- **Data section**:
********************
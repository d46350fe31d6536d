//! Modules: the owning container for signal declarations.
//!
//! A [`Module`] keeps an ordered, append-only registry of its signals and the
//! continuous assignments that drive them. Elaboration is sequential, so the
//! registry is plain `&mut` state with no locking.

use fixgen_common::{Ident, Interner};

use crate::arena::Arena;
use crate::error::AstError;
use crate::expr::Expr;
use crate::ids::{ModuleId, ModuleKey, SignalId};
use crate::signal::{Signal, SignalKind};
use crate::stmt::Assignment;

/// Everything needed to declare a signal, minus its ID.
#[derive(Debug, Clone)]
pub struct SignalDecl<'a> {
    /// The signal name, unique within the module.
    pub name: &'a str,
    /// The declaration kind.
    pub kind: SignalKind,
    /// The bit width.
    pub width: u32,
    /// Array length, for memories.
    pub length: Option<u32>,
    /// Whether the signal is signed.
    pub signed: bool,
    /// Initial value, for registers.
    pub init: Option<Expr>,
}

/// A hardware module under construction.
#[derive(Debug, Clone)]
pub struct Module {
    id: ModuleId,
    key: ModuleKey,
    name: String,
    names: Interner,
    signals: Arena<SignalId, Signal>,
    assignments: Vec<Assignment>,
}

impl Module {
    /// Creates an empty module.
    pub fn new(id: ModuleId, name: impl Into<String>) -> Self {
        Self {
            id,
            key: ModuleKey::fresh(),
            name: name.into(),
            names: Interner::new(),
            signals: Arena::new(),
            assignments: Vec::new(),
        }
    }

    /// The ID the module was created with.
    pub fn id(&self) -> ModuleId {
        self.id
    }

    /// The identity of this module value, distinct from every other module
    /// created in the process.
    pub fn key(&self) -> ModuleKey {
        self.key
    }

    /// The module name.
    pub fn name(&self) -> &str {
        &self.name
    }

    /// Registers a new signal and returns its ID.
    ///
    /// Fails if the name is already taken or the width is zero.
    pub fn declare(&mut self, decl: SignalDecl<'_>) -> Result<SignalId, AstError> {
        if decl.width == 0 {
            return Err(AstError::ZeroWidth {
                name: decl.name.to_string(),
            });
        }
        if self.names.get(decl.name).is_some() {
            return Err(AstError::DuplicateSignal {
                name: decl.name.to_string(),
                module: self.name.clone(),
            });
        }
        let name = self.names.intern(decl.name);
        let id = self.signals.next_id();
        Ok(self.signals.alloc(Signal {
            id,
            name,
            kind: decl.kind,
            width: decl.width,
            length: decl.length,
            signed: decl.signed,
            init: decl.init,
        }))
    }

    /// Registers a new signal and returns its declaration.
    pub fn declare_signal(&mut self, decl: SignalDecl<'_>) -> Result<&Signal, AstError> {
        let id = self.declare(decl)?;
        Ok(&self.signals[id])
    }

    /// Returns the signal with the given ID, if it belongs to this module.
    pub fn signal(&self, id: SignalId) -> Option<&Signal> {
        self.signals.get(id)
    }

    /// Looks a signal up by name.
    pub fn signal_by_name(&self, name: &str) -> Option<&Signal> {
        let ident = self.names.get(name)?;
        self.signals.values().find(|s| s.name == ident)
    }

    /// Resolves an interned name.
    pub fn resolve(&self, ident: Ident) -> &str {
        self.names.resolve(ident)
    }

    /// Iterates over declared signals in registration order.
    pub fn signals(&self) -> impl Iterator<Item = &Signal> {
        self.signals.values()
    }

    /// Number of declared signals.
    pub fn signal_count(&self) -> usize {
        self.signals.len()
    }

    /// Records a continuous assignment.
    pub fn add_assignment(&mut self, assignment: Assignment) {
        self.assignments.push(assignment);
    }

    /// Continuous assignments in the order they were added.
    pub fn assignments(&self) -> &[Assignment] {
        &self.assignments
    }
}

#[cfg(test)]
mod tests {
    use super::*;

    fn decl(name: &str, kind: SignalKind) -> SignalDecl<'_> {
        SignalDecl {
            name,
            kind,
            width: 8,
            length: None,
            signed: true,
            init: None,
        }
    }

    #[test]
    fn declare_appends_in_order() {
        let mut m = Module::new(ModuleId::from_raw(0), "top");
        let a = m.declare(decl("a", SignalKind::Input)).unwrap();
        let b = m.declare(decl("b", SignalKind::Wire)).unwrap();
        assert_eq!(a.as_raw(), 0);
        assert_eq!(b.as_raw(), 1);
        let names: Vec<_> = m.signals().map(|s| m.resolve(s.name)).collect();
        assert_eq!(names, vec!["a", "b"]);
    }

    #[test]
    fn duplicate_name_rejected() {
        let mut m = Module::new(ModuleId::from_raw(0), "top");
        m.declare(decl("acc", SignalKind::Reg)).unwrap();
        let err = m.declare(decl("acc", SignalKind::Wire)).unwrap_err();
        assert!(matches!(err, AstError::DuplicateSignal { .. }));
        assert_eq!(m.signal_count(), 1);
    }

    #[test]
    fn zero_width_rejected() {
        let mut m = Module::new(ModuleId::from_raw(0), "top");
        let mut d = decl("x", SignalKind::Wire);
        d.width = 0;
        assert!(matches!(m.declare(d), Err(AstError::ZeroWidth { .. })));
        assert_eq!(m.signal_count(), 0);
    }

    #[test]
    fn declare_signal_returns_declaration() {
        let mut m = Module::new(ModuleId::from_raw(0), "top");
        let s = m.declare_signal(decl("q", SignalKind::Output)).unwrap();
        assert_eq!(s.kind, SignalKind::Output);
        assert_eq!(s.width, 8);
        let name = s.name;
        assert_eq!(m.resolve(name), "q");
    }

    #[test]
    fn lookup_by_name() {
        let mut m = Module::new(ModuleId::from_raw(0), "top");
        let id = m.declare(decl("coef", SignalKind::Reg)).unwrap();
        assert_eq!(m.signal_by_name("coef").map(|s| s.id), Some(id));
        assert!(m.signal_by_name("missing").is_none());
    }

    #[test]
    fn assignments_recorded() {
        let mut m = Module::new(ModuleId::from_raw(0), "top");
        let id = m.declare(decl("y", SignalKind::Wire)).unwrap();
        m.add_assignment(Assignment {
            target: id,
            value: Expr::int(1),
        });
        assert_eq!(m.assignments().len(), 1);
        assert_eq!(m.assignments()[0].target, id);
    }
}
********************
- **Your assignment**:
What lines in the entries above hold "SignalDecl"? Copy every one.

- **Your response**:
pub struct SignalDecl<'a> {
    pub fn declare(&mut self, decl: SignalDecl<'_>) -> Result<SignalId, AstError> {
    pub fn declare_signal(&mut self, decl: SignalDecl<'_>) -> Result<&Signal, AstError> {
    fn decl(name: &str, kind: SignalKind) -> SignalDecl<'_> {
        SignalDecl {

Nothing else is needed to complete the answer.